The probability of the existence of Denyse O’Leary
Witness Denyse O’ Leary’s ability to understand an argument:
Who would want this individual managing their stock portfolio?:
If you crunch the numbers in relation to your own birth (i.e. the probability that a particular sperm united with a particular egg multiplied by the probability that your parents met and repeated the calculation back until the beginning of time), you will get a fantastically low probability.
And so? Look – I cannot bring my parents into this (O’Leary, b 1950), because they are still alive.
But let me bring my grandparents, now happily at rest, into it instead: They kept trying and they got what they wanted.
The stats are 9 children on one side and 10 on the other, all born alive, no early deaths. That shows what intelligent design can do.
Seriously? No one was arguing that infant mortality in the O’Leary household was high. No one was arguing that your grandparents didn’t get “what they wanted”.
For Denyse’s parents to meet and reproduce, a whole bunch of improbably events had to happen – either by their decisions or random events. Consider the following. Her dad had to decide to go to that dance on that night and to ask that particular girl up for a twirl around the floor. She also had to decide to go to the dance despite the cold she may have been nursing or perhaps even the invite from a friend to go to the movies.

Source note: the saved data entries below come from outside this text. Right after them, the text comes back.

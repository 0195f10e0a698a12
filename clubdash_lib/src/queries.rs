//! The seven upstream queries behind the detail view.
//!
//! Each query fetches one resource (two for the analyst consensus) and maps
//! the payload into a model type. Only transport, status, body-decoding, and
//! cancellation failures are errors; missing or malformed fields become
//! `None` and absent payloads become defaults.

use fmp_api::{Client, Endpoint, INCOME_QUARTERS, INSIDER_LIMIT, NEWS_LIMIT};
use serde_json::Value;
use tokio_util::sync::CancellationToken;

use crate::error::ClubDashError;
use crate::model::{AnalystOutlook, IncomeQuarter, InsiderTrade, KeyMetrics, NewsItem, PricePoint};
use crate::normalize::{aliases, first_record, pick_count, pick_number, pick_text, records};

/// Daily closes, oldest first.
pub async fn price_history(
    client: &Client,
    ticker: &str,
    cancel: &CancellationToken,
) -> Result<Vec<PricePoint>, ClubDashError> {
    let payload = client.fetch(Endpoint::PriceHistory, ticker, cancel).await?;
    Ok(parse_price_history(&payload))
}

/// Latest trailing-twelve-month valuation metrics.
pub async fn key_metrics(
    client: &Client,
    ticker: &str,
    cancel: &CancellationToken,
) -> Result<KeyMetrics, ClubDashError> {
    let payload = client.fetch(Endpoint::KeyMetrics, ticker, cancel).await?;
    Ok(parse_key_metrics(&payload))
}

/// Up to six most recent quarters, oldest first.
pub async fn income_quarters(
    client: &Client,
    ticker: &str,
    cancel: &CancellationToken,
) -> Result<Vec<IncomeQuarter>, ClubDashError> {
    let payload = client.fetch(Endpoint::IncomeStatement, ticker, cancel).await?;
    Ok(parse_income_quarters(&payload))
}

/// Recommendation counts plus price targets. Both calls run together and
/// both must succeed. `eps_next_quarter` is always `None` here.
pub async fn analyst_consensus(
    client: &Client,
    ticker: &str,
    cancel: &CancellationToken,
) -> Result<AnalystOutlook, ClubDashError> {
    let (ratings, targets) = tokio::try_join!(
        client.fetch(Endpoint::AnalystRatings, ticker, cancel),
        client.fetch(Endpoint::PriceTargetConsensus, ticker, cancel),
    )?;
    Ok(parse_analyst_consensus(&ratings, &targets))
}

/// Consensus EPS for the nearest upcoming quarter.
pub async fn eps_estimate(
    client: &Client,
    ticker: &str,
    cancel: &CancellationToken,
) -> Result<Option<f64>, ClubDashError> {
    let payload = client.fetch(Endpoint::EpsEstimate, ticker, cancel).await?;
    Ok(parse_eps_estimate(&payload))
}

/// Up to three insider filings in upstream order.
pub async fn insider_trades(
    client: &Client,
    ticker: &str,
    cancel: &CancellationToken,
) -> Result<Vec<InsiderTrade>, ClubDashError> {
    let payload = client.fetch(Endpoint::InsiderTrading, ticker, cancel).await?;
    Ok(parse_insider_trades(&payload))
}

/// Up to three news items in upstream order.
pub async fn news_items(
    client: &Client,
    ticker: &str,
    cancel: &CancellationToken,
) -> Result<Vec<NewsItem>, ClubDashError> {
    let payload = client.fetch(Endpoint::StockNews, ticker, cancel).await?;
    Ok(parse_news_items(&payload))
}

// -- Payload parsers --

/// Points without a date or a finite close are dropped. Upstream is newest
/// first, so the result is reversed.
pub fn parse_price_history(payload: &Value) -> Vec<PricePoint> {
    let mut points: Vec<PricePoint> = records(payload, Some("historical"))
        .into_iter()
        .filter_map(|r| {
            Some(PricePoint {
                date: pick_text(r, aliases::PRICE_DATE)?,
                value: pick_number(r, aliases::PRICE_CLOSE)?,
            })
        })
        .collect();
    points.reverse();
    points
}

pub fn parse_key_metrics(payload: &Value) -> KeyMetrics {
    let Some(r) = first_record(payload) else {
        return KeyMetrics::default();
    };
    KeyMetrics {
        pe: pick_number(r, aliases::PE),
        ps: pick_number(r, aliases::PS),
        ev_to_ebitda: pick_number(r, aliases::EV_TO_EBITDA),
        market_cap: pick_number(r, aliases::MARKET_CAP),
        fcf_per_share: pick_number(r, aliases::FCF_PER_SHARE),
    }
}

/// Keeps the six most recent quarters (upstream is newest first), then
/// reverses them into chronological order.
pub fn parse_income_quarters(payload: &Value) -> Vec<IncomeQuarter> {
    let mut quarters: Vec<IncomeQuarter> = records(payload, None)
        .into_iter()
        .take(INCOME_QUARTERS)
        .map(|r| IncomeQuarter {
            date: pick_text(r, aliases::INCOME_DATE).unwrap_or_default(),
            revenue: pick_number(r, aliases::REVENUE),
            net_income: pick_number(r, aliases::NET_INCOME),
        })
        .collect();
    quarters.reverse();
    quarters
}

pub fn parse_analyst_consensus(ratings: &Value, targets: &Value) -> AnalystOutlook {
    let mut outlook = AnalystOutlook::default();
    if let Some(r) = first_record(ratings) {
        outlook.buy = pick_count(r, aliases::RATING_BUY);
        outlook.hold = pick_count(r, aliases::RATING_HOLD);
        outlook.sell = pick_count(r, aliases::RATING_SELL);
        outlook.strong_buy = pick_count(r, aliases::RATING_STRONG_BUY);
        outlook.strong_sell = pick_count(r, aliases::RATING_STRONG_SELL);
    }
    if let Some(t) = first_record(targets) {
        outlook.price_target_low = pick_number(t, aliases::TARGET_LOW);
        outlook.price_target_avg = pick_number(t, aliases::TARGET_AVG);
        outlook.price_target_high = pick_number(t, aliases::TARGET_HIGH);
    }
    outlook
}

pub fn parse_eps_estimate(payload: &Value) -> Option<f64> {
    first_record(payload).and_then(|r| pick_number(r, aliases::EPS_ESTIMATE))
}

pub fn parse_insider_trades(payload: &Value) -> Vec<InsiderTrade> {
    records(payload, None)
        .into_iter()
        .take(INSIDER_LIMIT)
        .map(|r| InsiderTrade {
            filer: pick_text(r, aliases::INSIDER_FILER),
            position: pick_text(r, aliases::INSIDER_POSITION),
            transaction_type: pick_text(r, aliases::INSIDER_TRANSACTION),
            date: pick_text(r, aliases::INSIDER_DATE),
        })
        .collect()
}

pub fn parse_news_items(payload: &Value) -> Vec<NewsItem> {
    records(payload, None)
        .into_iter()
        .take(NEWS_LIMIT)
        .map(|r| NewsItem {
            headline: pick_text(r, aliases::NEWS_HEADLINE),
            url: pick_text(r, aliases::NEWS_URL),
            published_date: pick_text(r, aliases::NEWS_PUBLISHED),
            site: pick_text(r, aliases::NEWS_SITE),
        })
        .collect()
}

The driver of the bus that narrowly missed them both when they were dating had to have been sufficient alert to realize that the light had turned red. (This is obviously fiction, but you get the gist of the point I am making). Once we get to the sex, the probability of a given sperm – with a given genome – fertilizing a given egg is very low. The probability of the zygote surviving and implanting is extremely low. Even less survive to term. Thus the probability of Denyse (as defined by her DNA) is extremely low. Of course, the same probabilities exist for each of her parents, and grand-parents, and so on back through time. Even allowing for humans to be specially created 6,000 years ago, the probability of Denyse’s existence is not very different from zero. Yet, Denyse exists. And I’m certain that intelligent design has nothing to do with it. Ironically, for Denyse to have the high probability of existence that she desires, the universe would have to be far more mechanistic and deterministic that she would want!